**Work to complete**
Return every line of the data that contains the string "NegativeValue".

[Collected data entries]
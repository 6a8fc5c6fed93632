//! Canonical numeral formatting.
//!
//! The formatter is a greedy descent over a fixed table of magnitudes that
//! covers the elementary symbols and the six standard subtractive shorthands.
//! It always emits the canonical form, even for values the parser would also
//! accept in additive spellings ("IIII", "MC", ...).

use crate::{FormatError, FormatResult};

/// Magnitude/text pairs in descending order. The greedy scan always
/// terminates because 1 is in the table.
const PARTS: [(i32, &str); 13] = [
    (1000, "M"),
    (900, "CM"),
    (500, "D"),
    (400, "CD"),
    (100, "C"),
    (90, "XC"),
    (50, "L"),
    (40, "XL"),
    (10, "X"),
    (9, "IX"),
    (5, "V"),
    (4, "IV"),
    (1, "I"),
];

/// Format a value as canonical numeral text.
///
/// Zero formats as `"N"`. Negative values fail with
/// [`FormatError::NegativeValue`]; there is no sign convention to guess.
pub fn to_roman(value: i32) -> FormatResult<String> {
    if value < 0 {
        return Err(FormatError::NegativeValue(value));
    }
    if value == 0 {
        return Ok("N".to_string());
    }

    let mut remaining = value;
    let mut out = String::new();
    while remaining > 0 {
        for (magnitude, text) in PARTS {
            if remaining >= magnitude {
                remaining -= magnitude;
                out.push_str(text);
                break;
            }
        }
    }
    Ok(out)
}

**Exercise answer**
/// [`FormatError::NegativeValue`]; there is no sign convention to guess.
        return Err(FormatError::NegativeValue(value));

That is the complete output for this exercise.